Homegoing by Yaa Gyasi – 305 pages
Book Blurb:
Effia and Esi are born into different villages in eighteenth-century Ghana. Effia is married off to an Englishman and lives in comfort in the palatial rooms of Cape Coast Castle. Unbeknownst to Effia, her sister, Esi, is imprisoned beneath her in the castle’s dungeons, sold with thousands of others into the Gold Coast’s booming slave trade, and shipped off to America, where her children and grandchildren will be raised in slavery. One thread of Homegoing follows Effia’s descendants through centuries of warfare in Ghana, as the Fante and Asante nations wrestle with the slave trade and British colonization. The other thread follows Esi and her children into America. From the plantations of the South to the Civil War and the Great Migration, from the coal mines of Pratt City, Alabama, to the jazz clubs and dope houses of twentieth-century Harlem, right up through the present day, Homegoing makes history visceral, and captures, with singular and stunning immediacy, how the memory of captivity came to be inscribed in the soul of a nation.
My Review: 5 stars
Homegoing is an utterly tragic and equally beautiful story of two Ghanaian sisters and how their stories vary and their ancestors fare. The writing in this book is magnificent and worth the seven years that debut author Yaa Gyasi put into it. At just twenty-seven years old we have witnessed the arrival an incredibly talented new author.
In a mere 304 pages, three centuries of ancestry are tackled and brought to life one by one. In each chapter, the generations move forward with the most political or socially relevant part of history as a backdrop.
Interestingly, the Civil War is left out, yet The Cape Coast Castle (above ground and under ground), The Fugitive Slave Act and Harlem at its heyday are all portrayed. A dose of mysticism and symbolism are also present, some easy to point out with the fire and the stone necklace while others are rooted deeply in the characters strengths and flaws.
Another reviewer and friend shared that this book is best read as interconnecting short stories. I heeded that advice and pass it on to future readers. The chapters are long at the beginning and you’ll be grateful by the end of the book, when they are much shorter, that the author included a family tree.
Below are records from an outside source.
//! Error type shared by every fallible operation in the crate.
//!
//! Pixel reads and writes never fail (out-of-range coordinates resolve to a
//! sentinel or are ignored); only whole-buffer operations return errors.

use thiserror::Error;

#[derive(Error, Debug)]
pub enum Error {
    #[error(
        "dimension mismatch: expected {}x{}, got {}x{}",
        .expected.0,
        .expected.1,
        .actual.0,
        .actual.1
    )]
    DimensionMismatch {
        expected: (u32, u32),
        actual: (u32, u32),
    },
    #[error("pixel data has {actual} bytes, expected {expected}")]
    InvalidBufferLength { expected: usize, actual: usize },
    #[cfg(feature = "png")]
    #[error("image codec error: {0}")]
    Image(#[from] image::ImageError),
    #[error("I/O error: {0}")]
    Io(#[from] std::io::Error),
}

pub type Result<T> = std::result::Result<T, Error>;
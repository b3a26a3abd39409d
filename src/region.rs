//! Running a filter on a rectangle of the buffer.
//!
//! The rectangle's pixels are copied into an isolated buffer of the same size
//! whose other pixels are transparent black. The filter runs on that whole
//! buffer, then only the rectangle is copied back. Neighborhood filters near
//! the rectangle's border therefore see transparent black, not the pixels
//! around the rectangle.

use crate::basics::RectI;
use crate::error::Result;
use crate::pixel_buffer::PixelBuffer;

/// Apply `f` to `rect` of `buf` in isolation.
///
/// Fails with `DimensionMismatch` if `f` resizes the isolated buffer.
pub fn process_rect<F>(buf: &mut PixelBuffer, rect: &RectI, f: F) -> Result<()>
where
    F: FnOnce(&mut PixelBuffer),
{
    let mut r = *rect;
    r.normalize();
    if !r.clip(&buf.bounds()) {
        log::trace!("process_rect: {:?} outside buffer, skipped", rect);
        return Ok(());
    }
    let mut isolated = PixelBuffer::new(buf.width(), buf.height());
    isolated.copy_rect_from(buf, &r)?;
    f(&mut isolated);
    buf.copy_rect_from(&isolated, &r)
}

#[cfg(test)]
mod tests {
    use super::*;
    use crate::blur::gaussian_blur;
    use crate::color::Rgba8;
    use crate::error::Error;
    use crate::process::invert;

    #[test]
    fn test_only_rect_changes() {
        let mut buf = PixelBuffer::filled(8, 8, Rgba8::new_opaque(10, 20, 30));
        process_rect(&mut buf, &RectI::new(2, 2, 5, 4), invert).unwrap();
        for y in 0..8 {
            for x in 0..8 {
                let inside = (2..5).contains(&x) && (2..4).contains(&y);
                let expected = if inside {
                    Rgba8::new_opaque(245, 235, 225)
                } else {
                    Rgba8::new_opaque(10, 20, 30)
                };
                assert_eq!(buf.pixel_int(x, y), expected, "pixel {x},{y}");
            }
        }
    }

    #[test]
    fn test_rect_is_isolated_from_surroundings() {
        let mut buf = PixelBuffer::filled(10, 10, Rgba8::new_opaque(255, 255, 255));
        process_rect(&mut buf, &RectI::new(3, 3, 7, 7), |b| gaussian_blur(b, 2)).unwrap();
        // the rect border mixes with transparent black
        assert!(buf.pixel_int(3, 3).a < 255);
        assert_eq!(buf.pixel_int(2, 2), Rgba8::new_opaque(255, 255, 255));
    }

    #[test]
    fn test_rect_clipped_and_outside() {
        let mut buf = PixelBuffer::filled(4, 4, Rgba8::new_opaque(0, 0, 0));
        process_rect(&mut buf, &RectI::new(2, 2, 100, 100), invert).unwrap();
        assert_eq!(buf.pixel_int(3, 3), Rgba8::new_opaque(255, 255, 255));
        assert_eq!(buf.pixel_int(1, 1), Rgba8::new_opaque(0, 0, 0));

        let before = buf.clone();
        process_rect(&mut buf, &RectI::new(10, 10, 20, 20), invert).unwrap();
        assert_eq!(buf, before);
    }

    #[test]
    fn test_resizing_filter_fails() {
        let mut buf = PixelBuffer::new(4, 4);
        let err = process_rect(&mut buf, &RectI::new(0, 0, 2, 2), |b| {
            *b = PixelBuffer::new(1, 1)
        })
        .unwrap_err();
        assert!(matches!(err, Error::DimensionMismatch { .. }));
    }
}
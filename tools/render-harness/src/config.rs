//! Harness configuration and job files.
//!
//! Both are JSON. Every `HarnessConfig` field has a default, so an empty
//! object (or no file at all) gives a working setup:
//!
//! ```json
//! { "out_dir": "renders", "image_format": "bmp", "crf": 18 }
//! ```

use std::fs;
use std::path::{Path, PathBuf};

use raster_fx::pipeline::Pipeline;
use serde::{Deserialize, Serialize};

use crate::error::{HarnessError, Result};

/// File format of rendered frames.
#[derive(Debug, Clone, Copy, PartialEq, Eq, Default, Serialize, Deserialize)]
#[serde(rename_all = "lowercase")]
pub enum ImageFormat {
    #[default]
    Png,
    Bmp,
}

impl ImageFormat {
    pub fn extension(&self) -> &'static str {
        match self {
            ImageFormat::Png => "png",
            ImageFormat::Bmp => "bmp",
        }
    }
}

#[derive(Debug, Clone, PartialEq, Serialize, Deserialize)]
#[serde(default)]
pub struct HarnessConfig {
    /// Root directory for movie acts, manifests and combined output.
    pub out_dir: PathBuf,
    pub image_format: ImageFormat,
    pub ffmpeg: String,
    /// ImageMagick `convert`, used for GIFs.
    pub convert: String,
    /// ImageMagick `montage`.
    pub montage: String,
    pub image_viewer: String,
    pub gif_viewer: String,
    pub video_player: String,
    /// x264 constant rate factor.
    pub crf: u32,
}

impl Default for HarnessConfig {
    fn default() -> Self {
        Self {
            out_dir: PathBuf::from("out"),
            image_format: ImageFormat::Png,
            ffmpeg: "ffmpeg".into(),
            convert: "convert".into(),
            montage: "montage".into(),
            image_viewer: "xdg-open".into(),
            gif_viewer: "xdg-open".into(),
            video_player: "xdg-open".into(),
            crf: 20,
        }
    }
}

impl HarnessConfig {
    pub fn from_json(json: &str) -> Result<Self> {
        Ok(serde_json::from_str(json)?)
    }

    pub fn load(path: &Path) -> Result<Self> {
        let text = fs::read_to_string(path).map_err(|e| HarnessError::io(path, e))?;
        let config = Self::from_json(&text)?;
        log::debug!("loaded config from {}: {:?}", path.display(), config);
        Ok(config)
    }
}

/// A single `apply` job: load `input`, run `pipeline`, save `output`.
#[derive(Debug, Clone, PartialEq, Serialize, Deserialize)]
pub struct ApplyJob {
    pub input: PathBuf,
    pub output: PathBuf,
    #[serde(default)]
    pub pipeline: Pipeline,
}

impl ApplyJob {
    pub fn from_json(json: &str) -> Result<Self> {
        Ok(serde_json::from_str(json)?)
    }

    pub fn load(path: &Path) -> Result<Self> {
        let text = fs::read_to_string(path).map_err(|e| HarnessError::io(path, e))?;
        Self::from_json(&text)
    }

    /// Run the job, returning the output path.
    pub fn run(&self) -> Result<&Path> {
        let mut buf = raster_fx::PixelBuffer::open(&self.input)?;
        log::info!(
            "{}: {}x{}, {} step(s)",
            self.input.display(),
            buf.width(),
            buf.height(),
            self.pipeline.len()
        );
        self.pipeline.apply(&mut buf)?;
        if let Some(parent) = self.output.parent() {
            if !parent.as_os_str().is_empty() {
                fs::create_dir_all(parent).map_err(|e| HarnessError::io(parent, e))?;
            }
        }
        buf.save(&self.output)?;
        Ok(&self.output)
    }
}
The luminous writing had me in awe so that I was sticky noting and sadly even dog-earing the pages. Here’s an example of the writing. “Esther smiled more brightly than Yaw has seen anyone smile in ages. He could see the large, proud gap that stood like a doorway between her two front teeth, and he found himself training his gaze through that door as though he could see all the way down into her throat, her gut, the home of her very soul.” See… it’s just glorious.
I read this book while simultaneously listening to Glory Over Everything, another epic story about slavery. It was a little overkill as a reader to be so entrenched in this topic however they read with completely different tones, storylines, historical presence, locale and outcomes.
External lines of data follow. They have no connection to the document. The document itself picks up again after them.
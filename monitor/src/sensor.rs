use crate::metrics::{
    OFFLINE_TRANSITIONS_TOTAL, READS_TOTAL, READ_FAILURES_TOTAL, READ_LATENCY_SECONDS,
};
use crate::model::{Reading, ReadingStatus, SensorStatus};
use crate::probe::{RawSample, SensorProbe};
use chrono::Utc;
use std::time::Duration;
use tokio::time::Instant;
use tracing::{debug, warn};

#[derive(Debug, Clone, Copy)]
pub struct SensorConfig {
    pub warmup: Duration,
    pub min_read_interval: Duration,
    pub offline_threshold: u32,
}

impl Default for SensorConfig {
    fn default() -> Self {
        Self {
            warmup: Duration::from_secs(2),
            min_read_interval: Duration::from_secs(2),
            offline_threshold: 3,
        }
    }
}

/// State machine in front of the physical probe: warm-up gating, minimum
/// spacing between hardware reads, one in-call retry, and offline detection
/// after consecutive failed read cycles.
pub struct SensorReader<P> {
    probe: P,
    config: SensorConfig,
    status: SensorStatus,
    initialized: bool,
    last_read_time: Instant,
    consecutive_failures: u32,
}

impl<P: SensorProbe> SensorReader<P> {
    pub fn new(probe: P, config: SensorConfig) -> Self {
        Self {
            probe,
            config,
            status: SensorStatus::WarmingUp,
            initialized: false,
            last_read_time: Instant::now(),
            consecutive_failures: 0,
        }
    }

    pub fn status(&self) -> SensorStatus {
        self.status
    }

    pub fn is_initialized(&self) -> bool {
        self.initialized
    }

    /// Waits out the remainder of the warm-up window. Idempotent; resolves
    /// immediately once the sensor has already been initialized.
    pub async fn initialize(&mut self) {
        if self.initialized {
            return;
        }

        tokio::time::sleep_until(self.last_read_time + self.config.warmup).await;
        self.initialized = true;
    }

    /// Single entry point for reads. Never fails; every outcome is encoded
    /// in the returned status.
    pub async fn current_reading(&mut self) -> Reading {
        // Inside the spacing window the hardware is never touched
        if self.last_read_time.elapsed() <= self.config.min_read_interval {
            return match self.status {
                SensorStatus::WarmingUp => Reading::status_only(ReadingStatus::WarmingUp),
                _ => {
                    self.status = SensorStatus::Busy;
                    Reading::status_only(ReadingStatus::Busy)
                }
            };
        }

        READS_TOTAL.inc();
        let started = Instant::now();
        let sample = self.sample_with_retry().await;
        READ_LATENCY_SECONDS.observe(started.elapsed().as_secs_f64());

        match sample {
            Some(sample) => self.accept(sample),
            None => self.record_failure(),
        }
    }

    async fn sample_with_retry(&mut self) -> Option<RawSample> {
        match self.probe.sample().await {
            Some(sample) => Some(sample),
            // One immediate retry before the attempt counts as failed
            None => self.probe.sample().await,
        }
    }

    fn accept(&mut self, sample: RawSample) -> Reading {
        self.last_read_time = Instant::now();
        self.status = SensorStatus::Ready;
        self.consecutive_failures = 0;
        Reading::new(
            sample.temperature_celsius,
            sample.humidity_percent,
            Utc::now(),
        )
    }

    fn record_failure(&mut self) -> Reading {
        READ_FAILURES_TOTAL.inc();
        self.consecutive_failures =
            (self.consecutive_failures + 1).min(self.config.offline_threshold);

        if self.consecutive_failures >= self.config.offline_threshold {
            if self.status != SensorStatus::Offline {
                warn!(
                    "sensor offline after {} consecutive failed reads",
                    self.consecutive_failures
                );
                OFFLINE_TRANSITIONS_TOTAL.inc();
            }
            self.status = SensorStatus::Offline;
            Reading::status_only(ReadingStatus::Offline)
        } else {
            debug!(
                "sensor read failed ({} consecutive)",
                self.consecutive_failures
            );
            Reading::status_only(ReadingStatus::Unavailable)
        }
    }
}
Attached is a picture of The Cape Coast Castle. I highly recommend this novel.
Quotes I liked:
We believe the one who has power. He is the one who gets to write the story. So when you study history you must ask yourself, whose story am I missing?
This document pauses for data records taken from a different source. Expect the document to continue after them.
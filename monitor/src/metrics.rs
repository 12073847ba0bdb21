use lazy_static::lazy_static;
use prometheus::{Counter, Encoder, Gauge, Histogram, HistogramOpts, Opts, Registry, TextEncoder};

lazy_static! {
    pub static ref REGISTRY: Registry = Registry::new();
    pub static ref READS_TOTAL: Counter = Counter::with_opts(Opts::new(
        "monitor_sensor_reads_total",
        "Total physical sensor read cycles"
    ))
    .unwrap();
    pub static ref READ_FAILURES_TOTAL: Counter = Counter::with_opts(Opts::new(
        "monitor_sensor_read_failures_total",
        "Read cycles where both attempts returned no data"
    ))
    .unwrap();
    pub static ref OFFLINE_TRANSITIONS_TOTAL: Counter = Counter::with_opts(Opts::new(
        "monitor_sensor_offline_transitions_total",
        "Times the sensor was declared offline"
    ))
    .unwrap();
    pub static ref LOG_TICKS_TOTAL: Counter = Counter::with_opts(Opts::new(
        "monitor_log_ticks_total",
        "Logging ticks fired"
    ))
    .unwrap();
    pub static ref MEASUREMENTS_LOGGED_TOTAL: Counter = Counter::with_opts(Opts::new(
        "monitor_measurements_logged_total",
        "Measurements persisted to the store"
    ))
    .unwrap();
    pub static ref STORAGE_FAILURES_TOTAL: Counter = Counter::with_opts(Opts::new(
        "monitor_storage_failures_total",
        "Failed measurement inserts"
    ))
    .unwrap();
    pub static ref LOGGING_ACTIVE: Gauge = Gauge::with_opts(Opts::new(
        "monitor_logging_active",
        "Whether periodic logging is currently running"
    ))
    .unwrap();
    pub static ref READ_LATENCY_SECONDS: Histogram = Histogram::with_opts(
        HistogramOpts::new(
            "monitor_sensor_read_latency_seconds",
            "Time taken by one sensor read cycle"
        )
        .buckets(vec![0.001, 0.005, 0.01, 0.025, 0.05, 0.1, 0.25, 0.5, 1.0, 2.5])
    )
    .unwrap();
}

pub fn init_metrics() {
    REGISTRY.register(Box::new(READS_TOTAL.clone())).unwrap();
    REGISTRY
        .register(Box::new(READ_FAILURES_TOTAL.clone()))
        .unwrap();
    REGISTRY
        .register(Box::new(OFFLINE_TRANSITIONS_TOTAL.clone()))
        .unwrap();
    REGISTRY.register(Box::new(LOG_TICKS_TOTAL.clone())).unwrap();
    REGISTRY
        .register(Box::new(MEASUREMENTS_LOGGED_TOTAL.clone()))
        .unwrap();
    REGISTRY
        .register(Box::new(STORAGE_FAILURES_TOTAL.clone()))
        .unwrap();
    REGISTRY.register(Box::new(LOGGING_ACTIVE.clone())).unwrap();
    REGISTRY
        .register(Box::new(READ_LATENCY_SECONDS.clone()))
        .unwrap();
}

pub fn gather_metrics() -> String {
    let encoder = TextEncoder::new();
    let metric_families = REGISTRY.gather();
    let mut buffer = Vec::new();
    encoder.encode(&metric_families, &mut buffer).unwrap();
    String::from_utf8(buffer).unwrap()
}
-“Weakness is treating someone as tough they belong to you. Strength is knowing that everyone belongs to themselves.”
-“Tim Tam laughed, a sound that rumbled like thunder built from the cloud of his gut and expelled through the sky of his mouth.”
-“Forgiveness was an act done after the fact, a piece of the bad deed’s future.”
– “I tried to fight sleep, but I am human and sleep is not. We were not equally matched.”
Loved this too, Lauren! here’s my review: Two sisters, two family branches split, all ancestors feel the loss. This tale of seven generations of loss, from Ghana to Harlem, is so broad in scope and yet emotions are minutely rendered. Each chapter represents movement forward, yet in each, much suffering results from “progress”. I was left wondering what would have come about had there been no introduction of white slavers and soldiers into the lives of the Fante and Asante people. Yes, there is war between tribes, and barbarism, but it is colonialism that reaps the ugliest results. This novel is comparable to Roots in its breadth and depth. A must read – from the first sentence the reader is mesmerized by incredibly brilliant writing.
Great review Eileen! Truly a magnificent piece of writing!